The Gangland War Read online

Page 12


  One hardboiled character dragging on a borrowed Winfield has on the compulsory dark suit, but with fawn slip-on suede loafers. He wears no socks, but it doesn’t matter much. His ankles are tattooed almost solid blue and green.

  Across the street, marooned on a traffic island, the cameras of the media contingent are trained on the crowd. Those who hold the equipment keep their distance, perhaps remembering the ugly scenes at the funeral of Robert ‘Aussie Bob’ Trimbole in Sydney in the 1980s, when angry mourners attacked cameramen and journalists.

  This is the scene at St Mary’s Star of the Sea Catholic church around 1.15pm on Friday 23 January 1998, as the minutes crawl towards the start of a funeral service for a man who died a week earlier the way he had lived: violently and fast.

  His name is, or was, Alphonse John Gangitano, one of the few criminals in Australian history to be known — even by people he’d never met — simply by his first name. Like Squizzy. Like Chopper. Like Neddy. And, later, like Tony and Carl.

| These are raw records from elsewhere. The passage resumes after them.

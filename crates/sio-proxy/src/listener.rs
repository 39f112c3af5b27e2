use std::net::SocketAddr;
use std::sync::atomic::{AtomicU64, Ordering};
use std::sync::{Arc, Mutex};
use std::time::Duration;

use audit_log::{AuditEntry, AuditEventType, AuditSink, AuditSource};
use http::StatusCode;
use tokio::net::{TcpListener, TcpStream};
use tokio_tungstenite::tungstenite::handshake::server::{
    ErrorResponse, Request as HsRequest, Response as HsResponse,
};
use tokio_tungstenite::tungstenite::protocol::WebSocketConfig;
use uuid::Uuid;

use crate::connector::TargetConnector;
use crate::origin;
use crate::params::RawParams;
use crate::protocol::ENGINE_IO_VERSION;
use crate::relay::RelayConfig;
use crate::session::{run_session, ProxySession, SessionJournal};
use crate::transport::{accept_socket, EngineOptions};

const COMPONENT: &str = "sio-proxy";

/// Configuration for the gateway listener.
#[derive(Debug, Clone)]
pub struct GatewayConfig {
    /// Address the dedicated listener binds to.
    pub listen_addr: SocketAddr,
    /// HTTP path accepting upgrades. A trailing slash is optional.
    pub path: String,
    /// Origin patterns (glob with `*`); `["*"]` admits every origin.
    pub allowed_origins: Vec<String>,
    pub engine: EngineOptions,
    pub relay: RelayConfig,
}

impl Default for GatewayConfig {
    fn default() -> Self {
        Self {
            listen_addr: SocketAddr::from(([127, 0, 0, 1], 9001)),
            path: "/socket.io/".to_string(),
            allowed_origins: vec![origin::ANY_ORIGIN.to_string()],
            engine: EngineOptions::default(),
            relay: RelayConfig::default(),
        }
    }
}

/// Process-wide connection counters.
#[derive(Debug, Default)]
pub struct GatewayStats {
    accepted: AtomicU64,
    rejected: AtomicU64,
    active: AtomicU64,
}

#[derive(Debug, Clone, Copy, Default, PartialEq, Eq)]
pub struct StatsSnapshot {
    pub accepted: u64,
    pub rejected: u64,
    pub active: u64,
}

impl GatewayStats {
    pub fn snapshot(&self) -> StatsSnapshot {
        StatsSnapshot {
            accepted: self.accepted.load(Ordering::Relaxed),
            rejected: self.rejected.load(Ordering::Relaxed),
            active: self.active.load(Ordering::Relaxed),
        }
    }
}

/// Decrements the active-session gauge when the connection task ends,
/// however it ends.
struct ActiveGuard<'a>(&'a GatewayStats);

impl<'a> ActiveGuard<'a> {
    fn enter(stats: &'a GatewayStats) -> Self {
        stats.active.fetch_add(1, Ordering::Relaxed);
        Self(stats)
    }
}

impl Drop for ActiveGuard<'_> {
    fn drop(&mut self) {
        self.0.active.fetch_sub(1, Ordering::Relaxed);
    }
}

struct Shared {
    config: GatewayConfig,
    connector: Arc<dyn TargetConnector>,
    audit: AuditSink,
    stats: GatewayStats,
}

/// The Socket.IO proxy gateway.
///
/// Built once at startup with its connector and audit sink injected. Every
/// accepted connection runs in its own task, so a failing session never
/// affects the others or the accept loop.
#[derive(Clone)]
pub struct Gateway {
    shared: Arc<Shared>,
}

impl Gateway {
    pub fn new(
        config: GatewayConfig,
        connector: Arc<dyn TargetConnector>,
        audit: AuditSink,
    ) -> Self {
        Self {
            shared: Arc::new(Shared {
                config,
                connector,
                audit,
                stats: GatewayStats::default(),
            }),
        }
    }

    pub fn config(&self) -> &GatewayConfig {
        &self.shared.config
    }

    pub fn stats(&self) -> StatsSnapshot {
        self.shared.stats.snapshot()
    }

    /// Bind `listen_addr` and serve until the task is cancelled.
    pub async fn run(&self) -> anyhow::Result<()> {
        let listener = TcpListener::bind(self.shared.config.listen_addr).await?;
        self.serve(listener).await
    }

    /// Serve on an already bound listener.
    pub async fn serve(&self, listener: TcpListener) -> anyhow::Result<()> {
        tracing::info!(
            addr = %listener.local_addr()?,
            path = %self.shared.config.path,
            "socket.io gateway listening"
        );

        loop {
            let (stream, remote_addr) = match listener.accept().await {
                Ok(accepted) => accepted,
                Err(err) => {
                    // Usually descriptor exhaustion; back off instead of spinning.
                    tracing::error!(%err, "accept failed");
                    tokio::time::sleep(Duration::from_millis(100)).await;
                    continue;
                }
            };
            let shared = Arc::clone(&self.shared);

            tokio::spawn(async move {
                if let Err(err) = handle_connection(stream, remote_addr, shared).await {
                    tracing::debug!(%remote_addr, %err, "connection ended before session start");
                }
            });
        }
    }
}

/// What the upgrade callback learned about the request.
#[derive(Debug, Default, Clone)]
struct Upgrade {
    origin: Option<String>,
    query: String,
    rejection: Option<&'static str>,
}

fn reject(status: StatusCode, message: &str) -> ErrorResponse {
    let mut response = ErrorResponse::new(Some(message.to_string()));
    *response.status_mut() = status;
    response
}

fn same_path(requested: &str, configured: &str) -> bool {
    requested.trim_end_matches('/') == configured.trim_end_matches('/')
}

/// Check path, origin and Engine.IO transport parameters of an upgrade.
fn screen_upgrade(
    req: &HsRequest,
    config: &GatewayConfig,
    upgrade: &mut Upgrade,
) -> Result<(), ErrorResponse> {
    upgrade.origin = req
        .headers()
        .get("origin")
        .and_then(|v| v.to_str().ok())
        .map(str::to_string);
    upgrade.query = req.uri().query().unwrap_or_default().to_string();

    if !same_path(req.uri().path(), &config.path) {
        upgrade.rejection = Some("path");
        return Err(reject(StatusCode::NOT_FOUND, "Not Found"));
    }

    if let Err(rejection) = origin::validate_origin(upgrade.origin.as_deref(), &config.allowed_origins) {
        tracing::warn!(%rejection, "origin rejected");
        upgrade.rejection = Some("origin");
        return Err(reject(StatusCode::FORBIDDEN, "Origin not allowed"));
    }

    let mut eio = None;
    let mut transport = None;
    for (key, value) in url::form_urlencoded::parse(upgrade.query.as_bytes()) {
        match key.as_ref() {
            "EIO" => eio = Some(value.into_owned()),
            "transport" => transport = Some(value.into_owned()),
            _ => {}
        }
    }
    if eio.as_deref() != Some(ENGINE_IO_VERSION) || transport.as_deref() != Some("websocket") {
        upgrade.rejection = Some("transport");
        return Err(reject(
            StatusCode::BAD_REQUEST,
            "only EIO=4 over transport=websocket is supported",
        ));
    }

    Ok(())
}

/// One TCP connection from accept to session teardown.
async fn handle_connection(
    stream: TcpStream,
    remote_addr: SocketAddr,
    shared: Arc<Shared>,
) -> anyhow::Result<()> {
    let captured: Arc<Mutex<Upgrade>> = Arc::new(Mutex::new(Upgrade::default()));
    let captured_cb = Arc::clone(&captured);
    let shared_cb = Arc::clone(&shared);

    let callback = move |req: &HsRequest, response: HsResponse| -> Result<HsResponse, ErrorResponse> {
        let mut upgrade = Upgrade::default();
        let verdict = screen_upgrade(req, &shared_cb.config, &mut upgrade);
        if let Ok(mut guard) = captured_cb.lock() {
            *guard = upgrade;
        }
        verdict.map(|()| response)
    };

    // Frames past the announced maxPayload fail the read and end the session.
    let max_payload = usize::try_from(shared.config.engine.max_payload).unwrap_or(usize::MAX);
    let ws_config = WebSocketConfig::default()
        .max_message_size(Some(max_payload))
        .max_frame_size(Some(max_payload));
    let upgrade_result =
        tokio_tungstenite::accept_hdr_async_with_config(stream, callback, Some(ws_config)).await;
    let upgrade = captured.lock().map(|g| g.clone()).unwrap_or_default();

    let ws = match upgrade_result {
        Ok(ws) => ws,
        Err(err) => {
            shared.stats.rejected.fetch_add(1, Ordering::Relaxed);
            if upgrade.rejection == Some("origin") {
                shared
                    .audit
                    .log(AuditEntry::new(
                        AuditEventType::OriginRejected,
                        AuditSource::new(COMPONENT)
                            .with_remote_addr(remote_addr)
                            .with_origin(upgrade.origin.as_deref()),
                        serde_json::json!({ "error": err.to_string() }),
                    ))
                    .await;
            }
            tracing::debug!(%remote_addr, rejection = ?upgrade.rejection, "upgrade refused");
            return Err(err.into());
        }
    };

    let session_id = Uuid::new_v4();
    let inbound = accept_socket(ws, &session_id.to_string(), &shared.config.engine).await?;

    shared.stats.accepted.fetch_add(1, Ordering::Relaxed);
    let _active = ActiveGuard::enter(&shared.stats);

    tracing::info!(
        %session_id,
        %remote_addr,
        origin = upgrade.origin.as_deref().unwrap_or("<none>"),
        namespace = inbound.namespace(),
        "client connected"
    );

    let journal = SessionJournal::new(
        shared.audit.clone(),
        AuditSource::new(COMPONENT)
            .with_session(session_id)
            .with_remote_addr(remote_addr)
            .with_origin(upgrade.origin.as_deref()),
    );
    journal
        .record(
            AuditEventType::SessionOpened,
            serde_json::json!({ "client_namespace": inbound.namespace() }),
        )
        .await;

    let raw = RawParams::from_query(&upgrade.query);
    let report = run_session(
        ProxySession::new(session_id, inbound),
        &raw,
        shared.connector.as_ref(),
        &shared.config.relay,
        journal,
    )
    .await;

    tracing::info!(
        %session_id,
        %remote_addr,
        reason = %report.reason,
        to_target = report.relay.to_target,
        to_client = report.relay.to_client,
        "connection closed"
    );
    Ok(())
}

  Alphonse, also known as Al, was shot several times at his Templestowe home by an assassin officially unknown, though his identity is no secret, who must have been well known to his victim.

  An assassin trusted enough, it would appear, that he was let into the house unchallenged before he produced a weapon and squeezed the trigger at close range.

  Some details of the shooting are a mystery. So is the question of how a boastful schoolyard bully, who left school with nothing more useful than a bad reputation, managed to support himself and his family in relative comfort most of his adult life.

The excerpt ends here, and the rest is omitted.